Key Findings: Results From the New Jersey Statewide Critical Congenital Heart Defects Screening Program
In a previous article, CDC reported on the first 3 months of CCHD newborn screening in New Jersey. Read a summary of the findings here.
A new article in Pediatrics reviewed the first 9 months of critical congenital heart disease (CCHD) screening in New Jersey. This report includes information about how many babies were screened, babies who were reported to have failed the screening, and babies with CCHDs who were not detected through screening. You can read the article’s abstract here. See below for a summary of the findings from this article.
Main Findings from This Study
About 73,000 infants were screened for CCHD in New Jersey.
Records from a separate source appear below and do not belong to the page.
// Credit: par curve registration, survival curve bootstrap and CDS pricing.
use dqproto::analytics::{
    CreditCurve, CreditCurveRiskSettings, IrCurveRiskSettings, IrYieldCurve, ParCurvePillar,
    PricingModelSettings, PricingResults, PricingSettings, ThetaRiskSettings,
};
use dqproto::credit::{
    AccrualBias, CrMktDataSet, CrRiskSettings, CreateCreditParCurveInput,
    CreateCreditParCurveOutput, CreditCurveBuildingInput, CreditCurveBuildingOutput,
    CreditDefaultSwap, CreditDefaultSwapPricingInput, CreditDefaultSwapPricingOutput,
    CreditParCurve, ForwardsInCouponPeriod, NumericalFix,
};
use dqproto::datetime::Date;
use dqproto::numerics::Vector;

use crate::analytics::to_pricing_method_name;
use crate::client::AnalyticsClient;
use crate::datetime::{to_day_count_convention, to_frequency};
use crate::error::{DqError, Result};
use crate::transport::Engine;

fn is_unset(text: &str) -> bool {
    let trimmed = text.trim();
    trimmed.is_empty() || trimmed.eq_ignore_ascii_case("nan")
}

/// Empty input means the engine default, `NONE_FIX`.
pub fn to_numerical_fix(text: &str) -> Result<NumericalFix> {
    if is_unset(text) {
        return Ok(NumericalFix::NoneFix);
    }
    NumericalFix::from_str_name(&text.trim().to_uppercase())
        .ok_or_else(|| DqError::unknown_name("numerical fix", text))
}

/// Empty input means the engine default, `HALFDAYBIAS`.
pub fn to_accrual_bias(text: &str) -> Result<AccrualBias> {
    if is_unset(text) {
        return Ok(AccrualBias::Halfdaybias);
    }
    AccrualBias::from_str_name(&text.trim().to_uppercase())
        .ok_or_else(|| DqError::unknown_name("accrual bias", text))
}

/// Empty input means the engine default, `FLAT`.
pub fn to_forwards_in_coupon_period(text: &str) -> Result<ForwardsInCouponPeriod> {
    if is_unset(text) {
        return Ok(ForwardsInCouponPeriod::Flat);
    }
    ForwardsInCouponPeriod::from_str_name(&text.trim().to_uppercase())
        .ok_or_else(|| DqError::unknown_name("forwards in coupon period", text))
}

/// CDS pricing settings. The ISDA-model switches travel as flat model
/// parameters in the order the engine expects: include current flow,
/// numerical fix, accrual bias, forwards in coupon period.
pub fn create_cds_pricing_settings(
    pricing_currency: &str,
    include_current_flow: bool,
    cash_flows: bool,
    numerical_fix: &str,
    accrual_bias: &str,
    fwds_in_cpn_period: &str,
) -> Result<PricingSettings> {
    let params = [
        f64::from(include_current_flow as i32),
        f64::from(to_numerical_fix(numerical_fix)? as i32),
        f64::from(to_accrual_bias(accrual_bias)? as i32),
        f64::from(to_forwards_in_coupon_period(fwds_in_cpn_period)? as i32),
    ];
    Ok(PricingSettings {
        pricing_currency: pricing_currency.trim().to_uppercase(),
        include_current_flow,
        model_settings: Some(PricingModelSettings {
            model_name: 0,
            constant_params: Some(Vector::from_values(&params)),
        }),
        pricing_method: to_pricing_method_name("ANALYTICAL")? as i32,
        pde_settings: None,
        monte_carlo_settings: None,
        cash_flows,
    })
}

pub fn create_cr_risk_settings(
    ir_curve_settings: IrCurveRiskSettings,
    cs_curve_settings: CreditCurveRiskSettings,
    theta_settings: ThetaRiskSettings,
) -> CrRiskSettings {
    CrRiskSettings {
        ir_curve_settings: Some(ir_curve_settings),
        theta_settings: Some(theta_settings),
        cs_curve_settings: Some(cs_curve_settings),
    }
}

pub fn create_cr_mkt_data_set(
    as_of_date: Date,
    discount_curve: IrYieldCurve,
    credit_curve: CreditCurve,
) -> CrMktDataSet {
    CrMktDataSet {
        as_of_date: Some(as_of_date),
        discount_curve: Some(discount_curve),
        credit_curve: Some(credit_curve),
    }
}

#[allow(clippy::too_many_arguments)]
pub fn create_credit_default_swap(
    start_date: Date,
    maturity_date: Date,
    reference_entity: &str,
    currency: &str,
    nominal: f64,
    coupon_rate: f64,
    day_count: &str,
    payment_frequency: &str,
    calendars: &[&str],
    settlement_days: i32,
) -> Result<CreditDefaultSwap> {
    Ok(CreditDefaultSwap {
        start_date: Some(start_date),
        maturity_date: Some(maturity_date),
        reference_entity: reference_entity.trim().to_uppercase(),
        currency: currency.trim().to_uppercase(),
        nominal,
        coupon_rate,
        day_count_convention: to_day_count_convention(day_count)? as i32,
        payment_frequency: to_frequency(payment_frequency)? as i32,
        calendars: calendars.iter().map(|c| c.to_string()).collect(),
        settlement_days,
    })
}

// --- Engine operations ------------------------------------------------------

impl<E: Engine> AnalyticsClient<E> {
    /// Registers a credit par curve with the engine and returns the stored
    /// form.
    pub async fn create_credit_par_curve(
        &self,
        reference_date: Date,
        currency: &str,
        pillars: Vec<ParCurvePillar>,
        curve_name: &str,
    ) -> Result<CreditParCurve> {
        let input = CreateCreditParCurveInput {
            reference_date: Some(reference_date),
            currency: currency.trim().to_uppercase(),
            pillars,
            curve_name: curve_name.trim().to_uppercase(),
        };
        let output: CreateCreditParCurveOutput =
            self.call("CREATE_CREDIT_PAR_CURVE", &input).await?;
        output.par_curve.ok_or_else(|| {
            DqError::EngineError("CREATE_CREDIT_PAR_CURVE returned no curve".into())
        })
    }

    /// Bootstraps a survival curve from CDS par spreads.
    pub async fn credit_curve_builder(
        &self,
        reference_date: Date,
        curve_name: &str,
        par_curve: CreditParCurve,
        discount_curve: IrYieldCurve,
        building_method: &str,
    ) -> Result<CreditCurve> {
        let input = CreditCurveBuildingInput {
            par_curve: Some(par_curve),
            curve_name: curve_name.trim().to_uppercase(),
            reference_date: Some(reference_date),
            discount_curve: Some(discount_curve),
            building_method: building_method.trim().to_uppercase(),
        };
        let output: CreditCurveBuildingOutput =
            self.call("CREDIT_CURVE_BUILDER", &input).await?;
        output
            .credit_curve
            .ok_or_else(|| DqError::EngineError("CREDIT_CURVE_BUILDER returned no curve".into()))
    }

    pub async fn credit_default_swap_pricer(
        &self,
        pricing_date: Date,
        instrument: CreditDefaultSwap,
        mkt_data_set: CrMktDataSet,
        pricing_settings: PricingSettings,
        risk_settings: CrRiskSettings,
    ) -> Result<PricingResults> {
        let input = CreditDefaultSwapPricingInput {
            pricing_date: Some(pricing_date),
            instrument: Some(instrument),
            mkt_data_set: Some(mkt_data_set),
            pricing_settings: Some(pricing_settings),
            risk_settings: Some(risk_settings),
            use_scenario: false,
            scenario_tag: String::new(),
            portfolio_tag: String::new(),
            trade_tag: String::new(),
            request_tag: String::new(),
        };
        let output: CreditDefaultSwapPricingOutput =
            self.call("CREDIT_DEFAULT_SWAP_PRICER", &input).await?;
        output.results.ok_or_else(|| {
            DqError::EngineError("CREDIT_DEFAULT_SWAP_PRICER returned no results".into())
        })
    }
}

#[cfg(test)]
mod tests {
    use super::*;

    #[test]
    fn unset_strings_fall_back_to_engine_defaults() {
        assert_eq!(to_numerical_fix("").unwrap(), NumericalFix::NoneFix);
        assert_eq!(to_numerical_fix("nan").unwrap(), NumericalFix::NoneFix);
        assert_eq!(to_accrual_bias(" ").unwrap(), AccrualBias::Halfdaybias);
        assert_eq!(
            to_forwards_in_coupon_period("").unwrap(),
            ForwardsInCouponPeriod::Flat
        );
    }

    #[test]
    fn explicit_names_still_parse() {
        assert_eq!(to_numerical_fix("TAYLOR_FIX").unwrap(), NumericalFix::TaylorFix);
        assert_eq!(to_accrual_bias("nobias").unwrap(), AccrualBias::Nobias);
        assert!(to_numerical_fix("SOME_FIX").is_err());
    }

    #[test]
    fn cds_settings_pack_model_switches() {
        let settings =
            create_cds_pricing_settings("CNY", true, false, "TAYLOR_FIX", "NOBIAS", "FLAT")
                .unwrap();
        let params = settings
            .model_settings
            .unwrap()
            .constant_params
            .unwrap()
            .to_values();
        assert_eq!(params, vec![1.0, 1.0, 1.0, 0.0]);
    }
}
Screening identified 3 babies with CCHDs who, without screening, might not have been found before being sent home from the hospital.
- 30 out of 49 babies failed the screening did not have signs or symptoms of a CCHD or a diagnosis made before birth. These babies would not have been checked for a CCHD if they had not been screened.
- Of these babies:
- 3 had a CCHD
- 17 had other potentially serious problems (including other heart defects or echocardiogram findings)
- 10 had no reported medical problems
- Of these babies:
Basics about Critical Congenital Heart Defects
What are critical congenital heart defects?
Congenital heart defects are the most common type of birth defect in the United States, affecting nearly 1% of―or about 40,000―births per year. About 1 in 4 babies born with a heart defect has a critical congenital heart defect (CCHD, also known as critical congenital heart disease).1 Babies with a CCHD need surgery or other procedures within the first year of life.
How can newborn screening help babies with CCHD?
Some babies born with a CCHD appear healthy at first and can be sent home before their heart defect is detected. These babies are at risk of having serious complications within the first few days or weeks of life and often require emergency care. Newborn screening can identify some of these babies so they can receive care and treatment that can help prevent disability or early death.
Newborn screening for CCHD involves a simple bedside test to determine the amount of oxygen in a baby’s blood. Low levels of oxygen in the blood can be a sign of CCHD. CCHD screening has begun in some states, and laws requiring this screening have been proposed or passed in other states. You can see what is happening in your state here.
Important Information for State Newborn Screening and Birth Defects Tracking Programs
New Jersey’s experience of implementing statewide CCHD newborn screening highlights important factors to consider when examining the value of the program. These factors include whether the baby’s heart defect was detected during pregnancy, whether the baby would have otherwise received a pulse oximetry measurement at the time of the screen, or whether an echocardiogram or visit with a heart specialist had already been planned before the usual screening time. Collection of pulse oximetry screening information on every New Jersey birth will further our understanding of this and other statewide, CCHD screening programs.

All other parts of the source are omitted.